_WHAT IS REQUIRED_: Search the data below, and report every line in which "rank" occurs.

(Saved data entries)
■ ■ ■ ■ ■ ■ ■

//! Remote gate, the boundary to the commerce backend.
//!
//! The engine consumes [`RemoteGate`]; it never implements the backend. The
//! backend's eligibility verdict is authoritative and always overrides the
//! client-side lock-window estimate:
//!
//! ```text
//!   explicit unlocked / canConsign  >  remainingSeconds  >  local LockWindow
//! ```

use async_trait::async_trait;
use consign_types::{
    ActorId, BatchCandidates, BatchSubmitResponse, ConsignSubmitResponse, EligibilityCheck,
    HoldingId, HoldingsPage, ListFilter, LockWindow, Partition, Result, SubmissionKey,
    SubmitResponse, VoucherPage,
};
use rust_decimal::Decimal;

/// Operations the engine consumes from the commerce backend.
///
/// Implementations return [`ConsignError::Transport`](consign_types::ConsignError::Transport)
/// when a request does not complete. A request that completes with a
/// server-reported failure is `Ok` with `success == false`.
#[async_trait]
pub trait RemoteGate: Send + Sync {
    /// One page (1-based) of a holdings partition.
    async fn holdings(
        &self,
        actor: &ActorId,
        partition: Partition,
        filter: &ListFilter,
        page: u32,
        page_size: u32,
    ) -> Result<HoldingsPage>;

    /// Authoritative lock/eligibility verdict for one holding.
    async fn consignment_eligibility(&self, holding: &HoldingId) -> Result<EligibilityCheck>;

    /// One page (1-based) of the actor's available vouchers.
    async fn vouchers(&self, actor: &ActorId, page: u32, page_size: u32) -> Result<VoucherPage>;

    async fn submit_delivery(
        &self,
        holding: &HoldingId,
        key: SubmissionKey,
    ) -> Result<SubmitResponse>;

    async fn submit_consignment(
        &self,
        holding: &HoldingId,
        price: Decimal,
        key: SubmissionKey,
    ) -> Result<ConsignSubmitResponse>;

    async fn submit_batch(
        &self,
        holdings: &[HoldingId],
        key: SubmissionKey,
    ) -> Result<BatchSubmitResponse>;

    /// Backend-suggested batch candidates plus trading-window statistics.
    async fn batch_candidates(&self, actor: &ActorId) -> Result<BatchCandidates>;

    /// Server-provided consignment price for `(buy_price, appreciation_rate)`.
    ///
    /// `None` means the engine derives `buy_price × (1 + rate)` itself.
    fn consignment_price(&self, _buy_price: Decimal, _appreciation_rate: Decimal) -> Option<Decimal> {
        None
    }
}

/// Which input decided a verdict.
#[derive(Debug, Clone, Copy, PartialEq, Eq)]
pub enum VerdictSource {
    /// Backend `unlocked` / `canConsign` flag.
    Explicit,
    /// Backend `remainingSeconds`.
    RemainingSeconds,
    /// Client-side lock-window estimate.
    LocalWindow,
}

/// Final consignment gate decision.
#[derive(Debug, Clone, Copy, PartialEq, Eq)]
pub enum GateVerdict {
    Open {
        source: VerdictSource,
    },
    Locked {
        /// Hours left when known; `None` when the backend refused without
        /// a time and the local window has no estimate.
        hours_remaining: Option<u32>,
        source: VerdictSource,
    },
}

impl GateVerdict {
    #[must_use]
    pub fn is_open(&self) -> bool {
        matches!(self, Self::Open { .. })
    }
}

/// Whole hours (rounded up, at least one) for a positive second count.
#[allow(clippy::cast_possible_truncation, clippy::cast_sign_loss)]
fn hours_from_seconds(seconds: f64) -> u32 {
    let hours = (seconds / 3600.0).ceil().max(1.0);
    if hours >= f64::from(u32::MAX) {
        u32::MAX
    } else {
        hours as u32
    }
}

/// Usable remaining seconds: finite values only.
fn remaining_seconds(check: &EligibilityCheck) -> Option<f64> {
    check.remaining_seconds.filter(|s| s.is_finite())
}

/// Combine the backend check (when available) with the local estimate.
#[must_use]
pub fn resolve_gate_verdict(check: Option<&EligibilityCheck>, local: LockWindow) -> GateVerdict {
    let local_hours = (!local.passed).then_some(local.hours_remaining);

    let Some(check) = check else {
        return if local.passed {
            GateVerdict::Open {
                source: VerdictSource::LocalWindow,
            }
        } else {
            GateVerdict::Locked {
                hours_remaining: local_hours,
                source: VerdictSource::LocalWindow,
            }
        };
    };

    if let Some(open) = check.explicit_verdict() {
        return if open {
            GateVerdict::Open {
                source: VerdictSource::Explicit,
            }
        } else {
            let hours = remaining_seconds(check)
                .filter(|s| *s > 0.0)
                .map(hours_from_seconds)
                .or(local_hours);
            GateVerdict::Locked {
                hours_remaining: hours,
                source: VerdictSource::Explicit,
            }
        };
    }

    if let Some(seconds) = remaining_seconds(check) {
        return if seconds > 0.0 {
            GateVerdict::Locked {
                hours_remaining: Some(hours_from_seconds(seconds)),
                source: VerdictSource::RemainingSeconds,
            }
        } else {
            GateVerdict::Open {
                source: VerdictSource::RemainingSeconds,
            }
        };
    }

    resolve_gate_verdict(None, local)
}
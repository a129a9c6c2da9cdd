//! Refresh hook handed to orchestrators.
//!
//! Orchestrators never touch the holdings list. After a successful
//! submission they mark the list stale; the list owner reloads on its next
//! sync.

use std::sync::Arc;
use std::sync::atomic::{AtomicBool, Ordering};

/// Shared "list is stale" flag. Cloning shares the flag.
#[derive(Debug, Clone, Default)]
pub struct RefreshHook {
    stale: Arc<AtomicBool>,
}

impl RefreshHook {
    #[must_use]
    pub fn new() -> Self {
        Self::default()
    }

    pub fn mark_stale(&self) {
        self.stale.store(true, Ordering::Release);
    }

    #[must_use]
    pub fn is_stale(&self) -> bool {
        self.stale.load(Ordering::Acquire)
    }

    /// Clear the flag, returning whether it was set.
    pub fn take_stale(&self) -> bool {
        self.stale.swap(false, Ordering::AcqRel)
    }
}
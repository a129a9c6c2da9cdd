//! # CollectibleHolding — one unit of ownership
//!
//! ## Consignment State Machine
//!
//! ```text
//!   ┌───────────────┐      ┌─────────┐      ┌────────────┐      ┌──────┐
//!   │ NOT_CONSIGNED ├─────▶│ PENDING ├─────▶│ CONSIGNING ├─────▶│ SOLD │
//!   └──────┬────────┘      └─────────┘      └────────────┘      └──────┘
//!          │                                       ▲
//!          └───────────────────────────────────────┘
//! ```
//!
//! Delivery runs on its own axis: `NOT_DELIVERED → DELIVERED`.
//!
//! SOLD and DELIVERED are mutually exclusive terminal states. Once either is
//! reached no transfer action may be attempted. All transitions happen on
//! the server; the client only re-fetches.

use std::fmt;

use rust_decimal::Decimal;
use serde::{Deserialize, Serialize};

use crate::{HoldingId, SessionId, ZoneId};

/// Consignment status of a holding. Carried on the wire as a numeric code.
#[derive(Debug, Clone, Copy, PartialEq, Eq, Hash, Default, Serialize, Deserialize)]
#[serde(from = "i64", into = "i64")]
pub enum ConsignStatus {
    /// Never offered for resale.
    #[default]
    NotConsigned,
    /// A consignment request was accepted and awaits market admission.
    Pending,
    /// Listed on the market.
    Consigning,
    /// Sold on the market. **Terminal.**
    Sold,
}

impl ConsignStatus {
    /// Wire code of this status.
    #[must_use]
    pub fn code(self) -> i64 {
        match self {
            Self::NotConsigned => 0,
            Self::Pending => 1,
            Self::Consigning => 2,
            Self::Sold => 3,
        }
    }

    /// Decode a wire code.
    ///
    /// Unknown codes decode as `Pending`: still transferable (the server
    /// decides), but counted as prior transfer history so delivery asks for
    /// confirmation.
    #[must_use]
    pub fn from_code(code: i64) -> Self {
        match code {
            0 => Self::NotConsigned,
            1 => Self::Pending,
            2 => Self::Consigning,
            3 => Self::Sold,
            other => {
                tracing::warn!(code = other, "Unknown consign status code, treating as PENDING");
                Self::Pending
            }
        }
    }

    fn rank(self) -> u8 {
        match self {
            Self::NotConsigned => 0,
            Self::Pending => 1,
            Self::Consigning => 2,
            Self::Sold => 3,
        }
    }

    /// Transitions are monotonic: a status only ever moves forward.
    #[must_use]
    pub fn can_transition_to(self, target: Self) -> bool {
        target.rank() > self.rank()
    }

    /// Default display label.
    #[must_use]
    pub fn label(self) -> &'static str {
        match self {
            Self::NotConsigned => "Held",
            Self::Pending => "Pending consignment",
            Self::Consigning => "Consigning",
            Self::Sold => "Sold",
        }
    }
}

impl From<i64> for ConsignStatus {
    fn from(code: i64) -> Self {
        Self::from_code(code)
    }
}

impl From<ConsignStatus> for i64 {
    fn from(status: ConsignStatus) -> Self {
        status.code()
    }
}

impl fmt::Display for ConsignStatus {
    fn fmt(&self, f: &mut fmt::Formatter<'_>) -> fmt::Result {
        match self {
            Self::NotConsigned => write!(f, "NOT_CONSIGNED"),
            Self::Pending => write!(f, "PENDING"),
            Self::Consigning => write!(f, "CONSIGNING"),
            Self::Sold => write!(f, "SOLD"),
        }
    }
}

/// Rights-delivery status of a holding.
#[derive(Debug, Clone, Copy, PartialEq, Eq, Hash, Default, Serialize, Deserialize)]
#[serde(from = "i64", into = "i64")]
pub enum DeliveryStatus {
    #[default]
    NotDelivered,
    /// Rights converted into a recurring payout. **Terminal.**
    Delivered,
}

impl DeliveryStatus {
    #[must_use]
    pub fn can_transition_to(self, target: Self) -> bool {
        matches!((self, target), (Self::NotDelivered, Self::Delivered))
    }
}

impl From<i64> for DeliveryStatus {
    fn from(code: i64) -> Self {
        if code == 1 {
            Self::Delivered
        } else {
            Self::NotDelivered
        }
    }
}

impl From<DeliveryStatus> for i64 {
    fn from(status: DeliveryStatus) -> Self {
        match status {
            DeliveryStatus::NotDelivered => 0,
            DeliveryStatus::Delivered => 1,
        }
    }
}

impl fmt::Display for DeliveryStatus {
    fn fmt(&self, f: &mut fmt::Formatter<'_>) -> fmt::Result {
        match self {
            Self::NotDelivered => write!(f, "NOT_DELIVERED"),
            Self::Delivered => write!(f, "DELIVERED"),
        }
    }
}

/// What to show as a holding's status: the coded statuses, or a label the
/// backend supplied as an authoritative override.
#[derive(Debug, Clone, PartialEq, Eq)]
pub enum StatusIndicator {
    Coded {
        consign: ConsignStatus,
        delivery: DeliveryStatus,
    },
    Labeled(String),
}

impl StatusIndicator {
    /// Text to display.
    #[must_use]
    pub fn text(&self) -> String {
        match self {
            Self::Labeled(label) => label.clone(),
            Self::Coded {
                delivery: DeliveryStatus::Delivered,
                ..
            } => "Delivered".to_string(),
            Self::Coded { consign, .. } => consign.label().to_string(),
        }
    }
}

/// One unit of a collectible owned by an actor.
#[derive(Debug, Clone, Default, Serialize, Deserialize)]
#[serde(rename_all = "camelCase")]
pub struct CollectibleHolding {
    /// Primary identifier.
    #[serde(default)]
    pub holding_id: Option<HoldingId>,
    /// Legacy order identifier (first fallback).
    #[serde(default)]
    pub legacy_order_id: Option<HoldingId>,
    /// Legacy record identifier (second fallback).
    #[serde(default)]
    pub legacy_record_id: Option<HoldingId>,
    /// Catalog item identifier (last fallback).
    #[serde(default)]
    pub catalog_id: Option<HoldingId>,
    #[serde(default)]
    pub title: Option<String>,
    /// Acquisition price.
    #[serde(default)]
    pub buy_price: Option<Decimal>,
    /// Raw acquisition (payment) timestamp, seconds or milliseconds.
    #[serde(default, alias = "payTime")]
    pub acquired_at: Option<f64>,
    /// Appreciation rate as a fraction (0.05 = 5%).
    #[serde(default)]
    pub appreciation_rate: Option<Decimal>,
    #[serde(default)]
    pub consign_status: ConsignStatus,
    #[serde(default)]
    pub delivery_status: DeliveryStatus,
    #[serde(default)]
    pub session_id: Option<SessionId>,
    #[serde(default)]
    pub zone_id: Option<ZoneId>,
    /// Backend display override; wins over the coded statuses when present.
    #[serde(default)]
    pub status_label: Option<String>,
}

impl CollectibleHolding {
    /// Resolve the identifier to act on.
    ///
    /// Order: primary → legacy order id → legacy record id → catalog id.
    /// Blank identifiers count as absent.
    #[must_use]
    pub fn resolve_id(&self) -> Option<HoldingId> {
        [
            &self.holding_id,
            &self.legacy_order_id,
            &self.legacy_record_id,
            &self.catalog_id,
        ]
        .into_iter()
        .flatten()
        .find(|id| !id.is_blank())
        .cloned()
    }

    /// Resolve the status to display. A non-blank label takes precedence.
    #[must_use]
    pub fn status_indicator(&self) -> StatusIndicator {
        match self.status_label.as_deref().map(str::trim) {
            Some(label) if !label.is_empty() => StatusIndicator::Labeled(label.to_string()),
            _ => StatusIndicator::Coded {
                consign: self.consign_status,
                delivery: self.delivery_status,
            },
        }
    }

    /// Whether the holding reached SOLD or DELIVERED.
    #[must_use]
    pub fn is_terminal(&self) -> bool {
        self.consign_status == ConsignStatus::Sold
            || self.delivery_status == DeliveryStatus::Delivered
    }

    /// Both terminal states at once: a backend data defect.
    #[must_use]
    pub fn has_conflicting_terminal_states(&self) -> bool {
        self.consign_status == ConsignStatus::Sold
            && self.delivery_status == DeliveryStatus::Delivered
    }

    /// Human-readable reference for logs: resolved id or `"<unresolved>"`.
    #[must_use]
    pub fn log_ref(&self) -> String {
        self.resolve_id()
            .map_or_else(|| "<unresolved>".to_string(), |id| id.to_string())
    }
}

/// Test helpers. **Never use in production.**
#[cfg(any(test, feature = "test-helpers"))]
impl CollectibleHolding {
    /// A consignable holding: bought for 500 at 5% appreciation, not consigned.
    pub fn dummy(id: &str, session: &str, zone: &str) -> Self {
        Self {
            holding_id: Some(HoldingId::new(id)),
            title: Some(format!("Collectible {id}")),
            buy_price: Some(Decimal::new(500, 0)),
            acquired_at: None,
            appreciation_rate: Some(Decimal::new(5, 2)),
            session_id: Some(SessionId::new(session)),
            zone_id: Some(ZoneId::new(zone)),
            ..Self::default()
        }
    }

    /// Same as [`dummy`](Self::dummy) with a given consignment status.
    pub fn dummy_with_status(id: &str, status: ConsignStatus) -> Self {
        Self {
            consign_status: status,
            ..Self::dummy(id, "s1", "z1")
        }
    }
}

#[cfg(test)]
mod tests {
    use super::*;

    #[test]
    fn resolve_id_prefers_primary() {
        let mut h = CollectibleHolding::dummy("primary", "s", "z");
        h.legacy_order_id = Some(HoldingId::new("order"));
        assert_eq!(h.resolve_id(), Some(HoldingId::new("primary")));
    }

    #[test]
    fn resolve_id_falls_back_in_order() {
        let h = CollectibleHolding {
            legacy_record_id: Some(HoldingId::new("record")),
            catalog_id: Some(HoldingId::new("catalog")),
            ..CollectibleHolding::default()
        };
        assert_eq!(h.resolve_id(), Some(HoldingId::new("record")));

        let h = CollectibleHolding {
            holding_id: Some(HoldingId::new("  ")),
            catalog_id: Some(HoldingId::new("catalog")),
            ..CollectibleHolding::default()
        };
        assert_eq!(h.resolve_id(), Some(HoldingId::new("catalog")));
    }

    #[test]
    fn resolve_id_none_when_all_absent() {
        assert!(CollectibleHolding::default().resolve_id().is_none());
        assert_eq!(CollectibleHolding::default().log_ref(), "<unresolved>");
    }

    #[test]
    fn status_transitions_forward_only() {
        assert!(ConsignStatus::NotConsigned.can_transition_to(ConsignStatus::Pending));
        assert!(ConsignStatus::Pending.can_transition_to(ConsignStatus::Consigning));
        assert!(ConsignStatus::Consigning.can_transition_to(ConsignStatus::Sold));
        assert!(!ConsignStatus::Sold.can_transition_to(ConsignStatus::Consigning));
        assert!(!ConsignStatus::Consigning.can_transition_to(ConsignStatus::Consigning));
        assert!(DeliveryStatus::NotDelivered.can_transition_to(DeliveryStatus::Delivered));
        assert!(!DeliveryStatus::Delivered.can_transition_to(DeliveryStatus::NotDelivered));
    }

    #[test]
    fn label_takes_precedence() {
        let mut h = CollectibleHolding::dummy_with_status("a", ConsignStatus::Consigning);
        assert_eq!(h.status_indicator().text(), "Consigning");

        h.status_label = Some("Awaiting match".into());
        assert_eq!(
            h.status_indicator(),
            StatusIndicator::Labeled("Awaiting match".into())
        );

        h.status_label = Some("   ".into());
        assert!(matches!(h.status_indicator(), StatusIndicator::Coded { .. }));
    }

    #[test]
    fn delivered_display_wins_over_consign_code() {
        let mut h = CollectibleHolding::dummy("a", "s", "z");
        h.delivery_status = DeliveryStatus::Delivered;
        assert_eq!(h.status_indicator().text(), "Delivered");
        assert!(h.is_terminal());
    }

    #[test]
    fn deserializes_wire_shape() {
        let json = r#"{
            "holdingId": 88,
            "buyPrice": "500",
            "payTime": 1700000000000,
            "appreciationRate": 0.05,
            "consignStatus": 2,
            "deliveryStatus": 0,
            "sessionId": 3,
            "zoneId": "7",
            "statusLabel": null
        }"#;
        let h: CollectibleHolding = serde_json::from_str(json).unwrap();
        assert_eq!(h.resolve_id(), Some(HoldingId::new("88")));
        assert_eq!(h.consign_status, ConsignStatus::Consigning);
        assert_eq!(h.session_id, Some(SessionId::new("3")));
        assert_eq!(h.buy_price, Some(Decimal::new(500, 0)));
        assert_eq!(h.acquired_at, Some(1_700_000_000_000.0));
    }

    #[test]
    fn unknown_status_code_is_pending() {
        assert_eq!(ConsignStatus::from_code(42), ConsignStatus::Pending);
        assert_eq!(DeliveryStatus::from(7), DeliveryStatus::NotDelivered);
    }

    #[test]
    fn conflicting_terminal_states_detected() {
        let mut h = CollectibleHolding::dummy_with_status("a", ConsignStatus::Sold);
        assert!(!h.has_conflicting_terminal_states());
        h.delivery_status = DeliveryStatus::Delivered;
        assert!(h.has_conflicting_terminal_states());
    }
}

■ ■ ■ ■ ■ ■ ■

_RESPONSE TO THIS TASK_:
    fn rank(self) -> u8 {
        target.rank() > self.rank()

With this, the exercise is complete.